Hopefully, this should save someone having to replace a battery. After I managed to kill the OEM jar on my TT, here are some lessons I'm passing on. Right now, I just replaced the battery with a generic deep cycle from a local auto parts store, but once this festival rolls around, that battery will be used for the macerator pump, and I'll be getting two AGM jars. My lessons:
1: My single stage RV converter did a decent job at boiling the battery at 13.8 VDC. Replacing the converter isn't a priority, although if I did want to keep my trailer, I'd pull that converter and install either a better, three stage one that is gentler on the batteries, or a complete inverter.
2: If using a furnace, "one battery, one night" as a rule of thumb. Even if the furnace came on every couple minutes per hour to keep the temperature at 40, the 7-10 ampere-hour drain resulted in a dead jar while stored, even with running a generator for a few hours weekly to charge it.
3: If one doesn't want to be bothered with watering the cells, probably the best thing to do is get two Optima Blues in parallel, and that solves that. Of course, these are fairly expensive ($200-$250, although I found one place that sells them for $125 or so with a coupon), and have about 75% of the amp-hours that other AGMs do (75 Ah each), but supposedly these batteries are extremely hard to kill, other than leaving them for months in a completely discharged state. Where I live, it is hard to find any other good AGM battery other than the Optimas.
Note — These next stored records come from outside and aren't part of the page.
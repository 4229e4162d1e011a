//! Canonical enums and addressing types (used across all crates)

use serde::de;
use serde::ser::SerializeMap;
use serde::{Deserialize, Deserializer, Serialize, Serializer};
use std::fmt;
use std::str::FromStr;
use thiserror::Error;

use crate::naming::safe_ident;

/// Semantic column type for declared schemas.
///
/// Serialized as a lowercase string for simple types and as an object with a
/// `kind` for parameterised ones:
/// `"int64"`, `"date"`, `{"kind": "decimal", "precision": 15, "scale": 2}`.
#[derive(Debug, Clone, PartialEq, Eq, Hash, Default)]
pub enum DataType {
    /// 64-bit signed integer (keys, counts, sizes)
    Int64,

    /// Fixed-point decimal (money, quantities, rates)
    Decimal { precision: u8, scale: u8 },

    /// Calendar date (no time component), ISO `%Y-%m-%d`
    Date,

    /// UTF-8 string
    #[default]
    String,
}

#[derive(Debug, Deserialize)]
#[serde(untagged)]
enum DataTypeRepr {
    Simple(String),
    Object(DataTypeObject),
}

#[derive(Debug, Deserialize)]
struct DataTypeObject {
    pub kind: String,
    #[serde(default)]
    pub precision: Option<u8>,
    #[serde(default)]
    pub scale: Option<u8>,
}

impl Serialize for DataType {
    fn serialize<S>(&self, serializer: S) -> Result<S::Ok, S::Error>
    where
        S: Serializer,
    {
        match self {
            DataType::Int64 => serializer.serialize_str("int64"),
            DataType::Date => serializer.serialize_str("date"),
            DataType::String => serializer.serialize_str("string"),
            DataType::Decimal { precision, scale } => {
                let mut map = serializer.serialize_map(Some(3))?;
                map.serialize_entry("kind", "decimal")?;
                map.serialize_entry("precision", precision)?;
                map.serialize_entry("scale", scale)?;
                map.end()
            }
        }
    }
}

impl<'de> Deserialize<'de> for DataType {
    fn deserialize<D>(deserializer: D) -> Result<Self, D::Error>
    where
        D: Deserializer<'de>,
    {
        match DataTypeRepr::deserialize(deserializer)? {
            DataTypeRepr::Simple(raw) => DataType::from_str(&raw).map_err(de::Error::custom),
            DataTypeRepr::Object(obj) => DataType::from_object(obj).map_err(de::Error::custom),
        }
    }
}

impl DataType {
    /// The decimal type TPC-H uses for every money and quantity column.
    pub const fn money() -> Self {
        DataType::Decimal {
            precision: 15,
            scale: 2,
        }
    }

    /// Check if a string value can be parsed as this type
    pub fn validate_string(&self, value: &str) -> bool {
        if value.is_empty() {
            return true; // Empty handled by nullable check
        }

        match self {
            DataType::Int64 => value.parse::<i64>().is_ok(),
            DataType::Date => chrono::NaiveDate::parse_from_str(value, "%Y-%m-%d").is_ok(),
            DataType::String => true,
            DataType::Decimal { precision, scale } => decimal_precision_scale(value)
                .map(|(int_digits, value_scale)| {
                    // The value is rescaled to `scale`, so the integer part
                    // only has `precision - scale` digits to work with.
                    int_digits + (*scale as usize) <= *precision as usize
                        && value_scale <= *scale as usize
                })
                .unwrap_or(false),
        }
    }

    fn from_object(obj: DataTypeObject) -> Result<Self, String> {
        match obj.kind.to_lowercase().as_str() {
            "int64" => Ok(DataType::Int64),
            "date" => Ok(DataType::Date),
            "string" => Ok(DataType::String),
            "decimal" => {
                let precision = obj
                    .precision
                    .ok_or_else(|| "decimal.precision is required".to_string())?;
                let scale = obj
                    .scale
                    .ok_or_else(|| "decimal.scale is required".to_string())?;
                if precision == 0 || precision > 38 {
                    return Err("decimal.precision must be between 1 and 38".to_string());
                }
                if scale > precision {
                    return Err("decimal.scale must be <= precision".to_string());
                }
                Ok(DataType::Decimal { precision, scale })
            }
            other => Err(format!("Invalid data type kind: '{}'", other)),
        }
    }
}

impl fmt::Display for DataType {
    fn fmt(&self, f: &mut fmt::Formatter<'_>) -> fmt::Result {
        match self {
            DataType::Int64 => write!(f, "int64"),
            DataType::Date => write!(f, "date"),
            DataType::String => write!(f, "string"),
            DataType::Decimal { precision, scale } => {
                write!(f, "decimal({},{})", precision, scale)
            }
        }
    }
}

impl FromStr for DataType {
    type Err = String;

    fn from_str(s: &str) -> Result<Self, Self::Err> {
        let lower = s.trim().to_lowercase();
        if let Some(args) = lower
            .strip_prefix("decimal(")
            .and_then(|rest| rest.strip_suffix(')'))
        {
            let (p, sc) = args
                .split_once(',')
                .ok_or_else(|| format!("Invalid decimal type: '{}'", s))?;
            let precision = p
                .trim()
                .parse::<u8>()
                .map_err(|_| format!("Invalid decimal precision in '{}'", s))?;
            let scale = sc
                .trim()
                .parse::<u8>()
                .map_err(|_| format!("Invalid decimal scale in '{}'", s))?;
            return DataType::from_object(DataTypeObject {
                kind: "decimal".to_string(),
                precision: Some(precision),
                scale: Some(scale),
            });
        }
        match lower.as_str() {
            "int64" | "bigint" | "integer" | "int" => Ok(DataType::Int64),
            "date" => Ok(DataType::Date),
            "string" | "utf8" | "varchar" | "text" => Ok(DataType::String),
            _ => Err(format!("Invalid data type: '{}'", s)),
        }
    }
}

fn decimal_precision_scale(value: &str) -> Option<(usize, usize)> {
    let mut int_digits = 0usize;
    let mut scale = 0usize;
    let mut saw_dot = false;
    let mut saw_digit = false;

    for (idx, ch) in value.chars().enumerate() {
        if ch == '+' || ch == '-' {
            if idx != 0 {
                return None;
            }
            continue;
        }
        if ch == '.' {
            if saw_dot {
                return None;
            }
            saw_dot = true;
            continue;
        }
        if !ch.is_ascii_digit() {
            return None;
        }
        saw_digit = true;
        if saw_dot {
            scale += 1;
        } else if int_digits > 0 || ch != '0' {
            // Leading zeros take no precision
            int_digits += 1;
        }
    }

    if saw_digit {
        Some((int_digits, scale))
    } else {
        None
    }
}

/// Errors produced when parsing a table address.
#[derive(Debug, Error, PartialEq, Eq)]
pub enum TableRefError {
    #[error("table reference is empty")]
    Empty,
    #[error("table reference '{0}' has too many parts (expected [catalog.][schema.]table)")]
    TooManyParts(String),
}

/// Address of a managed table: (catalog, schema, table).
///
/// Every component is sanitised with [`safe_ident`] so a `TableRef` can be
/// mapped onto a directory layout without escaping.
#[derive(Debug, Clone, PartialEq, Eq, Hash, PartialOrd, Ord, Serialize, Deserialize)]
pub struct TableRef {
    pub catalog: String,
    pub schema: String,
    pub table: String,
}

impl TableRef {
    pub fn new(catalog: &str, schema: &str, table: &str) -> Self {
        Self {
            catalog: safe_ident(catalog),
            schema: safe_ident(schema),
            table: safe_ident(table),
        }
    }

    /// A sibling table in the same catalog and schema.
    pub fn sibling(&self, table: &str) -> Self {
        Self {
            catalog: self.catalog.clone(),
            schema: self.schema.clone(),
            table: safe_ident(table),
        }
    }

    /// Parse `table`, `schema.table` or `catalog.schema.table`, filling the
    /// missing leading parts from the defaults.
    pub fn parse(
        raw: &str,
        default_catalog: &str,
        default_schema: &str,
    ) -> Result<Self, TableRefError> {
        let raw = raw.trim();
        if raw.is_empty() {
            return Err(TableRefError::Empty);
        }
        let parts: Vec<&str> = raw.split('.').collect();
        match parts.as_slice() {
            [table] => Ok(Self::new(default_catalog, default_schema, table)),
            [schema, table] => Ok(Self::new(default_catalog, schema, table)),
            [catalog, schema, table] => Ok(Self::new(catalog, schema, table)),
            _ => Err(TableRefError::TooManyParts(raw.to_string())),
        }
    }
}

impl fmt::Display for TableRef {
    fn fmt(&self, f: &mut fmt::Formatter<'_>) -> fmt::Result {
        write!(f, "{}.{}.{}", self.catalog, self.schema, self.table)
    }
}

#[cfg(test)]
mod tests {
    use super::*;

    #[test]
    fn test_data_type_serialization() {
        assert_eq!(serde_json::to_string(&DataType::Int64).unwrap(), "\"int64\"");
        let json = serde_json::to_string(&DataType::money()).unwrap();
        assert!(json.contains("\"kind\":\"decimal\""));
        assert!(json.contains("\"precision\":15"));

        let parsed: DataType = serde_json::from_str(&json).unwrap();
        assert_eq!(parsed, DataType::money());
        let parsed: DataType = serde_json::from_str("\"date\"").unwrap();
        assert_eq!(parsed, DataType::Date);
    }

    #[test]
    fn test_data_type_from_str() {
        assert_eq!("decimal(15,2)".parse::<DataType>().unwrap(), DataType::money());
        assert_eq!("BIGINT".parse::<DataType>().unwrap(), DataType::Int64);
        assert!("decimal(40,2)".parse::<DataType>().is_err());
        assert!("blob".parse::<DataType>().is_err());
    }

    #[test]
    fn test_validate_string() {
        assert!(DataType::Int64.validate_string("-17"));
        assert!(!DataType::Int64.validate_string("1.5"));
        assert!(DataType::Date.validate_string("1995-03-15"));
        assert!(!DataType::Date.validate_string("15/03/1995"));
        assert!(DataType::money().validate_string("901.00"));
        assert!(DataType::money().validate_string("-283.84"));
        assert!(!DataType::money().validate_string("0.125"));
        assert!(!DataType::money().validate_string("12a"));
    }

    #[test]
    fn test_decimal_integer_digits_leave_room_for_scale() {
        // decimal(15,2) holds at most 13 integer digits
        assert!(DataType::money().validate_string("9999999999999.99"));
        assert!(DataType::money().validate_string("9999999999999"));
        assert!(!DataType::money().validate_string("99999999999999"));
        assert!(!DataType::money().validate_string("10000000000000.5"));
        assert!(DataType::money().validate_string("0000000000000001.50"));
        assert!(DataType::money().validate_string("0.07"));
    }

    #[test]
    fn test_table_ref_parse() {
        let t = TableRef::parse("fact_table", "wholesale", "tpch").unwrap();
        assert_eq!(t.to_string(), "wholesale.tpch.fact_table");

        let t = TableRef::parse("bench.sf1.orders", "wholesale", "tpch").unwrap();
        assert_eq!(t.catalog, "bench");
        assert_eq!(t.schema, "sf1");
        assert_eq!(t.table, "orders");

        assert_eq!(
            TableRef::parse("  ", "wholesale", "tpch"),
            Err(TableRefError::Empty)
        );
        assert!(matches!(
            TableRef::parse("a.b.c.d", "wholesale", "tpch"),
            Err(TableRefError::TooManyParts(_))
        ));
    }
}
4: Schumacher chargers do an OK job charging, but once charged, they will go into float mode. However, if the battery starts getting drained, they seem to remain in float mode, and won't go back to a normal charging mode unless manually nudged. This did the coup de grace on my old battery, as I was expecting 10 amps/hour coming into the battery, so I could leave the furnace set on 40. Lesson learned: Have a 40A charger plugged in and on the battery as well when running off the generator.
5: When I put my TT back into storage, it is going with an 8A Battery MINDer, and with some access to shore power. That, or I just disconnect a cable.
It isn't the converter that killed them (I killed the battery by letting it completely discharge multiple times). However, a multi-stage converter is a lot easier on batteries than a single stage.
What is interesting is how relatively inexpensive good converters are. If I felt more confident, once my TT is out of warranty, I would pull the old one and put in a more sophisticated model that works better with AGM batteries.
One of the solar sites sold me my four Concorde Lifeline agms about 6 years ago. I can vouch for their ruggedness and durability.
The 4C battery size is the largest agm that can be shipped by regular UPS. When I bought mine I could not find a reseller for three states around me that could match the shipped price of the online dealer.
Those Optimas are rugged but really for folks who do not need many Ah's. Not even close in price per ah when I got my "gold standard" Concordes.
... I would pull the old one and put in a more sophisticated model that works better with AGM batteries.
It depends on which brand/model of AGM. One forum member here swears by his 7345 13.8v single stage for his AGMs because his AGMs are spec to that voltage. AGMs are all over the map for what voltages they require.